=== WHAT YOU WILL DO ===
Please say how many lines in the records below contain the word "lowered". Give only the number.

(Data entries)
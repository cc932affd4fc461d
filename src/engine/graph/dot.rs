//! Graphviz dump of the pose graph.
//!
//! Purely diagnostic: one node per vertex, one arrow per constraint,
//! labelled with the producing sensor, the edge kind and the length of the
//! relative translation.

use crate::engine::graph::PoseGraph;
use std::io::{self, Write};
use std::path::Path;

/// Write the graph as a Graphviz digraph.
pub fn write_dot<W: Write>(graph: &PoseGraph, out: &mut W) -> io::Result<()> {
    writeln!(out, "digraph pose_graph {{")?;
    for v in graph.vertices() {
        writeln!(out, "    v{} [label=\"{}: {}\"];", v.id, v.id, v.name)?;
    }
    for e in graph.edges() {
        writeln!(
            out,
            "    v{} -> v{} [label=\"{}:{} |t|={:.2}\"];",
            e.source,
            e.target,
            e.sensor,
            e.label,
            e.transform.translation_norm()
        )?;
    }
    writeln!(out, "}}")
}

/// Write the graph to a `.dot` file at `path`.
pub fn write_dot_file<P: AsRef<Path>>(graph: &PoseGraph, path: P) -> io::Result<()> {
    let mut file = std::fs::File::create(path)?;
    write_dot(graph, &mut file)
}

#[cfg(test)]
mod tests {
    use super::*;
    use crate::core::types::{Covariance, PointCloud3D, PointCloudMeasurement, Transform};
    use crate::engine::graph::{EdgeLabel, EdgeObject};
    use std::sync::Arc;

    #[test]
    fn test_dot_output_lists_vertices_and_edges() {
        let mut graph = PoseGraph::new();
        let m = Arc::new(PointCloudMeasurement::new(0, "robot", "lidar", PointCloud3D::new()));
        let a = graph.add_vertex("robot:lidar", m.clone(), Transform::identity());
        let b = graph.add_vertex(
            "robot:lidar",
            m,
            Transform::from_translation(1.0, 0.0, 0.0),
        );
        graph.add_edge(EdgeObject::new(
            a,
            b,
            Transform::from_translation(1.0, 0.0, 0.0),
            Covariance::identity(),
            "lidar",
            EdgeLabel::Seq,
        ));

        let mut buffer = Vec::new();
        write_dot(&graph, &mut buffer).unwrap();
        let text = String::from_utf8(buffer).unwrap();

        assert!(text.starts_with("digraph pose_graph {"));
        assert!(text.contains("v0 [label=\"0: robot:lidar\"];"));
        assert!(text.contains("v0 -> v1 [label=\"lidar:seq |t|=1.00\"];"));
        assert!(text.trim_end().ends_with('}'));
    }
}
use std::sync::Arc;

use chrono::{TimeZone, Utc};
use quotaforge_core::{ConsumeOptions, ManagerConfig, QuotaManager, RefundOptions};
use quotaforge_domain_models::{Entitlement, PeriodKind, QuotaError, Tier};
use quotaforge_storage_memory::MemoryStorage;

fn manager() -> QuotaManager<MemoryStorage> {
    let free = Tier::new("free").with_monthly_limit("api_calls", 100);
    let pro = Tier::new("pro").with_monthly_limit("api_calls", 10_000).with_monthly_limit("webhooks", 500);
    let config = ManagerConfig::builder()
        .with_tier(free)
        .with_tier(pro)
        .with_default_tier("free")
        .build()
        .unwrap();
    QuotaManager::new(Arc::new(MemoryStorage::new()), config)
}

#[tokio::test]
async fn consume_then_refund_round_trips_usage() {
    let manager = manager();
    let now = Utc.with_ymd_and_hms(2026, 6, 1, 0, 0, 0).unwrap();

    let consumed = manager
        .consume("u1", "api_calls", 40, PeriodKind::Monthly, ConsumeOptions::default(), now)
        .await
        .unwrap();
    assert_eq!(consumed.new_used, 40);
    assert_eq!(consumed.limit, 100, "an entitlement-less user falls back to the default tier");

    let refunded = manager
        .refund("u1", "api_calls", 15, PeriodKind::Monthly, RefundOptions::default(), now)
        .await
        .unwrap();
    assert_eq!(refunded.new_used, 25);
}

#[tokio::test]
async fn consuming_past_the_limit_is_rejected_and_does_not_mutate_usage() {
    let manager = manager();
    let now = Utc.with_ymd_and_hms(2026, 6, 1, 0, 0, 0).unwrap();

    manager
        .consume("u1", "api_calls", 90, PeriodKind::Monthly, ConsumeOptions::default(), now)
        .await
        .unwrap();

    let err = manager
        .consume("u1", "api_calls", 20, PeriodKind::Monthly, ConsumeOptions::default(), now)
        .await
        .unwrap_err();
    assert!(matches!(err, QuotaError::QuotaExceeded { used: 90, limit: 100, .. }));

    let snapshot = manager.get_quota("u1", "api_calls", PeriodKind::Monthly, now).await.unwrap();
    assert_eq!(snapshot.used, 90, "a rejected consume must leave usage untouched");
}

#[tokio::test]
async fn changing_tier_prorates_the_limit_and_persists_the_new_tier() {
    let manager = manager();
    let now = Utc.with_ymd_and_hms(2026, 6, 1, 0, 0, 0).unwrap();

    manager
        .consume("u1", "api_calls", 80, PeriodKind::Monthly, ConsumeOptions::default(), now)
        .await
        .unwrap();

    manager.change_tier("u1", "api_calls", "pro", now).await.unwrap();

    let snapshot = manager.get_quota("u1", "api_calls", PeriodKind::Monthly, now).await.unwrap();
    assert_eq!(snapshot.tier_name, "pro");
    assert_eq!(snapshot.used, 80, "a tier change must not touch already-recorded usage");
    assert!(snapshot.limit >= 80, "the prorated limit must still accommodate usage already on the books");
}

#[tokio::test]
async fn set_entitlement_drops_an_out_of_order_update_but_applies_a_newer_one() {
    let manager = manager();
    let t0 = Utc.with_ymd_and_hms(2026, 6, 1, 0, 0, 0).unwrap();
    let t1 = t0 + chrono::Duration::hours(1);

    let applied = manager.set_entitlement(Entitlement::new("u2", "pro", t1)).await.unwrap();
    assert!(applied);

    let stale = manager.set_entitlement(Entitlement::new("u2", "free", t0)).await.unwrap();
    assert!(!stale, "an update older than the one on file must be dropped");

    let snapshot = manager.get_quota("u2", "webhooks", PeriodKind::Monthly, t1).await.unwrap();
    assert_eq!(snapshot.tier_name, "pro");

    let newer = manager.set_entitlement(Entitlement::new("u2", "free", t1 + chrono::Duration::hours(1))).await.unwrap();
    assert!(newer);
}

#[tokio::test]
async fn add_limit_and_subtract_limit_move_the_ceiling_independently_of_usage() {
    let manager = manager();
    let now = Utc.with_ymd_and_hms(2026, 6, 1, 0, 0, 0).unwrap();

    manager
        .consume("u3", "api_calls", 50, PeriodKind::Monthly, ConsumeOptions::default(), now)
        .await
        .unwrap();

    let raised = manager.add_limit("u3", "api_calls", PeriodKind::Monthly, 25, "topup-1", now).await.unwrap();
    assert_eq!(raised, 125);

    let lowered = manager.subtract_limit("u3", "api_calls", PeriodKind::Monthly, 25, "deduct-1", now).await.unwrap();
    assert_eq!(lowered, 100);

    let snapshot = manager.get_quota("u3", "api_calls", PeriodKind::Monthly, now).await.unwrap();
    assert_eq!(snapshot.used, 50, "limit adjustments must never touch recorded usage");
}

=== THE COMPLETED TASK ===
2